On September 18, 2012 the Company announced that it had agreed with Holders of 98.7% of the outstanding Notes ("Large Noteholders") to restructure their Notes, subject to such consents as may be required under the Indenture, that will allow the Company to restructure the Notes with a combination of cash, common shares, modified terms for the remaining balance of the Notes and a Contingent Value Right as described further below. The Company is now offering the terms of that restructuring arrangement to all remaining Noteholders such that the Holders of the remaining 1.3% of the Notes (representing $1,080,000 in aggregate principal amount) now can elect to accept the same arrangement as was agreed by the Company with the Large Noteholders.
The Company has filed its Tender Offer Statement with respect to the offer ("Offer").

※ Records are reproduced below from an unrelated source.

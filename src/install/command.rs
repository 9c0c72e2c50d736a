//! Subprocess execution with timeouts

use std::ffi::OsStr;
use std::process::Output;
use std::time::Duration;

use log::debug;
use tokio::process::Command;
use tokio::time::timeout;

use crate::error::{InstallResult, InstallerError};

pub const COMMAND_TIMEOUT: Duration = Duration::from_secs(300); // 5 minutes default
pub const PIP_TIMEOUT: Duration = Duration::from_secs(1800); // dependency builds can be slow

/// Run `program` with `args`, failing on spawn error, timeout or non-zero exit.
pub async fn run<I, S>(program: &str, args: I, limit: Duration) -> InstallResult<Output>
where
    I: IntoIterator<Item = S>,
    S: AsRef<OsStr>,
{
    let mut cmd = Command::new(program);
    cmd.args(args).kill_on_drop(true);
    let rendered = render(program, &cmd);
    debug!("Running {rendered}");

    let output = timeout(limit, cmd.output())
        .await
        .map_err(|_| InstallerError::Command {
            command: rendered.clone(),
            detail: format!("timed out after {} seconds", limit.as_secs()),
        })?
        .map_err(|e| InstallerError::Command {
            command: rendered.clone(),
            detail: e.to_string(),
        })?;

    if !output.status.success() {
        let stderr = String::from_utf8_lossy(&output.stderr);
        return Err(InstallerError::Command {
            command: rendered,
            detail: format!("{}: {}", output.status, stderr.trim()),
        });
    }

    Ok(output)
}

/// Run `program` and return its output whatever the exit status.
///
/// `None` when it cannot be spawned or does not finish in time.
pub async fn try_output<I, S>(program: impl AsRef<OsStr>, args: I) -> Option<Output>
where
    I: IntoIterator<Item = S>,
    S: AsRef<OsStr>,
{
    let mut cmd = Command::new(program);
    cmd.args(args).kill_on_drop(true);
    match timeout(COMMAND_TIMEOUT, cmd.output()).await {
        Ok(Ok(output)) => Some(output),
        _ => None,
    }
}

fn render(program: &str, cmd: &Command) -> String {
    let args: Vec<String> = cmd
        .as_std()
        .get_args()
        .map(|a| a.to_string_lossy().into_owned())
        .collect();
    if args.is_empty() {
        program.to_string()
    } else {
        format!("{program} {}", args.join(" "))
    }
}
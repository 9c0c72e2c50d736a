//! Checks that must pass before anything is touched.

use std::time::Duration;

use log::debug;
use tokio::net::TcpStream;
use tokio::time::timeout;

use crate::error::{InstallResult, InstallerError};

const CONNECTIVITY_HOST: (&str, u16) = ("github.com", 443);
const CONNECTIVITY_TIMEOUT: Duration = Duration::from_secs(5);

/// Check if running with root privileges
pub fn is_root() -> bool {
    nix::unistd::geteuid().is_root()
}

pub fn require_root() -> InstallResult<()> {
    if is_root() {
        Ok(())
    } else {
        Err(InstallerError::PermissionDenied)
    }
}

/// Fail unless GitHub accepts a TCP connection within five seconds.
pub async fn require_internet() -> InstallResult<()> {
    let (host, port) = CONNECTIVITY_HOST;
    match timeout(CONNECTIVITY_TIMEOUT, TcpStream::connect((host, port))).await {
        Ok(Ok(_)) => {
            debug!("Connected to {host}:{port}");
            Ok(())
        }
        Ok(Err(e)) => Err(InstallerError::Network(format!(
            "No internet connection ({host}:{port}: {e})"
        ))),
        Err(_) => Err(InstallerError::Network(format!(
            "No internet connection ({host}:{port} timed out)"
        ))),
    }
}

Each Holder will have the option to tender their Notes for the following consideration for each $1,000 in principal amount of Notes: (i) $200 in cash, (ii) 147.06 common shares, (iii) $300 of amended notes which will remain outstanding under the indenture governing the Notes, as amended, (iv) a Contingent Value Right ("CVR") entitling the holder to a percentage of an award or settlement of the Company's ICSID arbitration claim against the Government of Venezuela with respect to the expropriation of the Company's Brisas Project and any proceeds from the sale of its mining data, and (v) additional cash consideration payable based on each Holder's pro rata percentage of Notes restructured pursuant to the Offer in an aggregate amount of up to $1 million (collectively, the "Offer Consideration"). The maximum CVR net of taxes and other deductions that will be paid if all Holders elect to participate in the Offer will not exceed 5.535% of an award or settlement and sale of the mining data. The Restructuring was approved by the Company's shareholders at its annual and special meeting held on June 27, 2012.
In order to surrender the Notes and participate in the Offer, Holders must deliver a letter of transmittal no later than 5:00 p.m., New York City time, on October 16, 2012 pursuant to the instructions in the Offer.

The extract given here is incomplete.